• Exercise instructions
Only the lines of the data below from the one with "pub fn get(&self, document_type: &str)" through the one with "for doc in &category.documents" are wanted. Repeat them exactly.

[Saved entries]
☆ ☆ ☆ ☆ ☆

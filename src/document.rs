use std::path::Path;

use thiserror::Error;

use crate::docx::DocxPackage;

#[derive(Debug, Error)]
pub enum DocumentError {
    #[error("UnsupportedFormat: {0}")]
    UnsupportedFormat(String),
    #[error("MalformedDocument: {0}")]
    Malformed(String),
    #[error("ReadFailed: {0}")]
    Read(String),
    #[error("WriteFailed: {0}")]
    Write(String),
}

#[derive(Debug, Clone, Copy, PartialEq, Eq)]
pub struct Rgb(pub u8, pub u8, pub u8);

impl Rgb {
    pub const ALERT: Rgb = Rgb(0xFF, 0x00, 0x00);
    pub const NOTE: Rgb = Rgb(0x00, 0x00, 0xFF);

    pub fn hex(&self) -> String {
        format!("{:02X}{:02X}{:02X}", self.0, self.1, self.2)
    }
}

#[derive(Debug, Clone, Copy, Default, PartialEq, Eq)]
pub struct RunStyle {
    pub color: Option<Rgb>,
    pub italic: bool,
}

/// A span of paragraph text sharing one style.
#[derive(Debug, Clone, PartialEq, Eq)]
pub struct Run {
    pub text: String,
    pub style: RunStyle,
    /// Source-format run properties carried through untouched (e.g. a DOCX `<w:rPr>`).
    pub properties: Option<String>,
}

impl Run {
    pub fn plain(text: impl Into<String>) -> Run {
        Run { text: text.into(), style: RunStyle::default(), properties: None }
    }

    pub fn styled(text: impl Into<String>, style: RunStyle) -> Run {
        Run { text: text.into(), style, properties: None }
    }
}

#[derive(Debug, Clone, Default, PartialEq, Eq)]
pub struct Paragraph {
    pub runs: Vec<Run>,
    /// Set once the runs were replaced; untouched paragraphs are written back verbatim.
    pub edited: bool,
    /// Holds content (text boxes, drawings) that rewriting the runs would drop.
    /// Annotation leaves such paragraphs alone.
    pub locked: bool,
}

impl Paragraph {
    pub fn from_text(text: impl Into<String>) -> Paragraph {
        let text = text.into();
        let runs = if text.is_empty() { Vec::new() } else { vec![Run::plain(text)] };
        Paragraph { runs, edited: false, locked: false }
    }

    pub fn text(&self) -> String {
        self.runs.iter().map(|r| r.text.as_str()).collect()
    }

    pub fn text_len(&self) -> usize {
        self.runs.iter().map(|r| r.text.len()).sum()
    }

    pub fn replace_runs(&mut self, runs: Vec<Run>) {
        self.runs = runs.into_iter().filter(|r| !r.text.is_empty()).collect();
        self.edited = true;
    }
}

/// Split runs at byte offset `at` of their concatenated text.
/// `at` must fall on a char boundary.
pub fn split_runs(runs: Vec<Run>, at: usize) -> (Vec<Run>, Vec<Run>) {
    let mut head = Vec::new();
    let mut tail = Vec::new();
    let mut pos = 0usize;
    for run in runs {
        let len = run.text.len();
        if pos + len <= at {
            head.push(run);
        } else if pos >= at {
            tail.push(run);
        } else {
            let cut = at - pos;
            let mut right = run.clone();
            right.text = run.text[cut..].to_string();
            let mut left = run;
            left.text.truncate(cut);
            head.push(left);
            tail.push(right);
        }
        pos += len;
    }
    (head, tail)
}

#[derive(Debug, Clone, Copy, PartialEq, Eq)]
pub enum DocumentFormat {
    Docx,
    PlainText,
}

impl DocumentFormat {
    pub fn from_filename(filename: &str) -> Result<DocumentFormat, DocumentError> {
        let ext = Path::new(filename)
            .extension()
            .and_then(|e| e.to_str())
            .map(|e| e.to_ascii_lowercase())
            .unwrap_or_default();
        match ext.as_str() {
            "docx" => Ok(DocumentFormat::Docx),
            "txt" | "text" | "md" => Ok(DocumentFormat::PlainText),
            _ => Err(DocumentError::UnsupportedFormat(filename.to_string())),
        }
    }
}

#[derive(Debug, Clone)]
enum Source {
    PlainText,
    Docx(DocxPackage),
}

/// An uploaded document as an ordered list of paragraphs.
#[derive(Debug, Clone)]
pub struct Document {
    pub paragraphs: Vec<Paragraph>,
    source: Source,
}

impl Document {
    /// A plain-text document with one paragraph per line.
    pub fn from_text(text: &str) -> Document {
        let normalized = text.replace("\r\n", "\n");
        let paragraphs = normalized.split('\n').map(Paragraph::from_text).collect();
        Document { paragraphs, source: Source::PlainText }
    }

    pub fn from_docx(package: DocxPackage, paragraphs: Vec<Paragraph>) -> Document {
        Document { paragraphs, source: Source::Docx(package) }
    }

    pub fn load(filename: &str, bytes: &[u8]) -> Result<Document, DocumentError> {
        match DocumentFormat::from_filename(filename)? {
            DocumentFormat::Docx => crate::docx::read_docx(bytes),
            DocumentFormat::PlainText => {
                let text = std::str::from_utf8(bytes)
                    .map_err(|e| DocumentError::Malformed(format!("{}: {}", filename, e)))?;
                Ok(Document::from_text(text))
            }
        }
    }

    pub fn format(&self) -> DocumentFormat {
        match self.source {
            Source::PlainText => DocumentFormat::PlainText,
            Source::Docx(_) => DocumentFormat::Docx,
        }
    }

    pub fn paragraph_texts(&self) -> Vec<String> {
        self.paragraphs.iter().map(|p| p.text()).collect()
    }

    /// Paragraph texts joined by a single newline; the text scan offsets refer to.
    pub fn full_text(&self) -> String {
        self.paragraph_texts().join("\n")
    }

    pub fn to_bytes(&self) -> Result<Vec<u8>, DocumentError> {
        match &self.source {
            Source::PlainText => Ok(self.full_text().into_bytes()),
            Source::Docx(package) => crate::docx::write_docx(package, &self.paragraphs),
        }
    }
}
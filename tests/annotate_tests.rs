use adgm_doc_review::annotate::{issue_note, ALERT_STYLE, NOTE_STYLE};
use adgm_doc_review::{annotate, scan, Catalog, Document, Issue, RunStyle, Severity};

fn issue_at(offset: usize, matched: &str) -> Issue {
    Issue {
        document: "General".into(),
        section: format!("Text near position {}", offset),
        issue: "Test".into(),
        severity: Severity::Low,
        regulation: "Reg".into(),
        suggestion: "Align with Reg".into(),
        matched_text: matched.into(),
        offset,
    }
}

#[test]
fn no_issues_leaves_document_untouched() {
    let mut doc = Document::from_text("First line\nSecond line");
    let stats = annotate(&mut doc, &[]);
    assert_eq!(stats.applied, 0);
    assert_eq!(doc.full_text(), "First line\nSecond line");
    assert!(doc.paragraphs.iter().all(|p| !p.edited));
}

#[test]
fn matches_are_split_into_alert_and_note_runs() {
    let catalog = Catalog::builtin().unwrap();
    let mut doc = Document::from_text("The company's share capital is fixed. Disputes go to Dubai Court.");
    let issues = scan(&doc.full_text(), "Articles of Association", &catalog.rules);
    let stats = annotate(&mut doc, &issues);
    assert_eq!(stats.applied, 2);
    assert!(stats.skipped.is_empty());

    let runs = &doc.paragraphs[0].runs;
    let texts: Vec<&str> = runs.iter().map(|r| r.text.as_str()).collect();
    assert_eq!(texts.len(), 7);
    assert_eq!(texts[0], "The company's ");
    assert_eq!(texts[1], "share capital");
    assert_eq!(texts[2], issue_note(&issues[0]));
    assert_eq!(texts[3], " is fixed. Disputes go to ");
    assert_eq!(texts[4], "Dubai Court");
    assert_eq!(texts[5], issue_note(&issues[1]));
    assert_eq!(texts[6], ".");

    assert_eq!(runs[0].style, RunStyle::default());
    assert_eq!(runs[1].style, ALERT_STYLE);
    assert_eq!(runs[2].style, NOTE_STYLE);
    assert_eq!(runs[4].style, ALERT_STYLE);
}

#[test]
fn note_cites_the_regulation() {
    let catalog = Catalog::builtin().unwrap();
    let issues = scan("Pay in AED.", "General", &catalog.rules);
    assert_eq!(
        issue_note(&issues[0]),
        " [ISSUE: Currency should be USD for ADGM companies. Align with ADGM Commercial Licensing Regulations 2015, Art. 12]"
    );
}

#[test]
fn only_the_matching_paragraph_is_edited() {
    let catalog = Catalog::builtin().unwrap();
    let mut doc = Document::from_text("Clean first line\nPay in AED.");
    let issues = scan(&doc.full_text(), "General", &catalog.rules);
    assert_eq!(issues[0].offset, 24);

    annotate(&mut doc, &issues);
    assert!(!doc.paragraphs[0].edited);
    assert!(doc.paragraphs[1].edited);
    assert_eq!(doc.paragraphs[0].text(), "Clean first line");
    assert!(doc.paragraphs[1].text().starts_with("Pay in AED [ISSUE: "));
    assert!(doc.paragraphs[1].text().ends_with("Art. 12]."));
}

#[test]
fn offsets_outside_paragraphs_are_skipped() {
    let mut doc = Document::from_text("Clean first line\nPay in AED.");
    // 16 is the separator between the two paragraphs.
    let stats = annotate(&mut doc, &[issue_at(999, "x"), issue_at(16, "\n")]);
    assert_eq!(stats.applied, 0);
    assert_eq!(stats.skipped, vec![999, 16]);
    assert_eq!(doc.full_text(), "Clean first line\nPay in AED.");
}

#[test]
fn issues_at_the_same_offset_stack_their_notes() {
    let catalog = Catalog::builtin().unwrap();
    let mut doc = Document::from_text("Pay in AED.");
    let issues = scan(&doc.full_text(), "Unknown Document", &catalog.rules);
    assert_eq!(issues.len(), 2);

    let stats = annotate(&mut doc, &issues);
    assert_eq!(stats.applied, 2);
    let note = issue_note(&issues[0]);
    assert_eq!(doc.paragraphs[0].text(), format!("Pay in AED{}{}.", note, note));
    assert_eq!(doc.paragraphs[0].runs.len(), 5);
}

#[test]
fn match_at_paragraph_end_has_no_suffix_run() {
    let mut doc = Document::from_text("Pay in AED");
    annotate(&mut doc, &[issue_at(7, "AED")]);
    let texts: Vec<String> = doc.paragraphs[0].runs.iter().map(|r| r.text.clone()).collect();
    assert_eq!(texts, vec!["Pay in ".to_string(), "AED".to_string(), " [ISSUE: Test. Align with Reg]".to_string()]);
}

#[test]
fn offset_inside_a_character_is_skipped() {
    let mut doc = Document::from_text("Café AED");
    // Byte 4 is the middle of "é".
    let stats = annotate(&mut doc, &[issue_at(4, "x")]);
    assert_eq!(stats.applied, 0);
    assert_eq!(stats.skipped, vec![4]);
    assert!(!doc.paragraphs[0].edited);
    assert_eq!(doc.full_text(), "Café AED");
}
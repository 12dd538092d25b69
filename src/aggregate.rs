use serde::{Deserialize, Serialize};

use crate::catalog::Category;

/// Process name reported when no category clears the threshold.
pub const UNKNOWN_PROCESS: &str = "Unknown";

#[derive(Debug, Clone, Default, PartialEq, Serialize, Deserialize)]
pub struct ProcessMatch {
    pub match_fraction: f64,
    pub docs_found: Vec<String>,
    pub required_docs: Vec<String>,
    pub missing_docs: Vec<String>,
}

#[derive(Debug, Clone, PartialEq, Serialize, Deserialize)]
pub struct CategoryMatch {
    pub category: String,
    #[serde(flatten)]
    pub matched: ProcessMatch,
}

#[derive(Debug, Clone, PartialEq, Serialize, Deserialize)]
pub struct ProcessInference {
    pub process: String,
    #[serde(flatten)]
    pub matched: ProcessMatch,
}

impl ProcessInference {
    pub fn unknown() -> ProcessInference {
        ProcessInference { process: UNKNOWN_PROCESS.to_string(), matched: ProcessMatch::default() }
    }

    pub fn is_known(&self) -> bool {
        self.process != UNKNOWN_PROCESS
    }
}

/// Compare recognised document types against one category's requirement list.
/// Repeated uploads of the same type count once.
pub fn score_category(recognized: &[String], category: &Category) -> ProcessMatch {
    let mut docs_found: Vec<String> = Vec::new();
    for doc in recognized {
        if category.documents.contains(doc) && !docs_found.contains(doc) {
            docs_found.push(doc.clone());
        }
    }
    let match_fraction = if category.documents.is_empty() {
        0.0
    } else {
        docs_found.len() as f64 / category.documents.len() as f64
    };
    let missing_docs = category
        .documents
        .iter()
        .filter(|d| !docs_found.contains(d))
        .cloned()
        .collect();
    ProcessMatch { match_fraction, docs_found, required_docs: category.documents.clone(), missing_docs }
}

pub fn score_categories(recognized: &[String], categories: &[Category]) -> Vec<CategoryMatch> {
    categories
        .iter()
        .map(|c| CategoryMatch { category: c.name.clone(), matched: score_category(recognized, c) })
        .collect()
}

/// Pick the category with the highest match fraction (first one on ties).
/// A fraction at or below `threshold` yields the Unknown process.
pub fn infer_process(recognized: &[String], categories: &[Category], threshold: f64) -> ProcessInference {
    let mut best: Option<CategoryMatch> = None;
    for candidate in score_categories(recognized, categories) {
        let better = match &best {
            Some(b) => candidate.matched.match_fraction > b.matched.match_fraction,
            None => true,
        };
        if better {
            best = Some(candidate);
        }
    }
    match best {
        Some(b) if b.matched.match_fraction > threshold => {
            ProcessInference { process: b.category, matched: b.matched }
        }
        _ => ProcessInference::unknown(),
    }
}
use once_cell::sync::Lazy;
use regex::Regex;

use crate::catalog::Category;

static WORD_RE: Lazy<Regex> = Lazy::new(|| Regex::new(r"\b[A-Za-z]{3,}\b").expect("static regex"));

const STOPWORDS: &[&str] = &["and", "the", "for", "of"];

/// Lower-cased significant words of a document type name, first-seen order, no repeats.
pub fn extract_keywords(name: &str) -> Vec<String> {
    let mut out: Vec<String> = Vec::new();
    for m in WORD_RE.find_iter(name) {
        let word = m.as_str().to_lowercase();
        if STOPWORDS.contains(&word.as_str()) || out.contains(&word) {
            continue;
        }
        out.push(word);
    }
    out
}

#[derive(Debug, Clone, PartialEq, Eq)]
pub struct IndexEntry {
    pub document_type: String,
    pub keywords: Vec<String>,
    pub category: String,
}

#[derive(Debug, Clone, Default)]
pub struct ClassifierIndex {
    entries: Vec<IndexEntry>,
}

impl ClassifierIndex {
    pub fn entries(&self) -> &[IndexEntry] {
        &self.entries
    }

    pub fn get(&self, document_type: &str) -> Option<&IndexEntry> {
        self.entries.iter().find(|e| e.document_type == document_type)
    }

    pub fn category_of(&self, document_type: &str) -> Option<&str> {
        self.get(document_type).map(|e| e.category.as_str())
    }
}

/// Build the keyword index from the category catalog.
/// A document type listed under several categories keeps the position of its
/// first listing and is owned by the last category that lists it.
pub fn build_index(categories: &[Category]) -> ClassifierIndex {
    let mut entries: Vec<IndexEntry> = Vec::new();
    for category in categories {
        for doc in &category.documents {
            if let Some(existing) = entries.iter_mut().find(|e| &e.document_type == doc) {
                existing.category = category.name.clone();
                continue;
            }
            entries.push(IndexEntry {
                document_type: doc.clone(),
                keywords: extract_keywords(doc),
                category: category.name.clone(),
            });
        }
    }
    ClassifierIndex { entries }
}

/// Guess the document type of `text`. Keywords count as present when they occur
/// anywhere in the lower-cased text. Ties go to the earliest entry; `None` when
/// no keyword occurs at all.
pub fn classify<'a>(text: &str, index: &'a ClassifierIndex) -> Option<&'a IndexEntry> {
    let lower = text.to_lowercase();
    let mut best: Option<&IndexEntry> = None;
    let mut highest = 0usize;
    for entry in &index.entries {
        let score = entry.keywords.iter().filter(|k| lower.contains(k.as_str())).count();
        if score > highest {
            highest = score;
            best = Some(entry);
        }
    }
    best
}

☆ ☆ ☆ ☆ ☆

• Task solution
    pub fn get(&self, document_type: &str) -> Option<&IndexEntry> {
        self.entries.iter().find(|e| e.document_type == document_type)
    }

    pub fn category_of(&self, document_type: &str) -> Option<&str> {
        self.get(document_type).map(|e| e.category.as_str())
    }
}

/// Build the keyword index from the category catalog.
/// A document type listed under several categories keeps the position of its
/// first listing and is owned by the last category that lists it.
pub fn build_index(categories: &[Category]) -> ClassifierIndex {
    let mut entries: Vec<IndexEntry> = Vec::new();
    for category in categories {
        for doc in &category.documents {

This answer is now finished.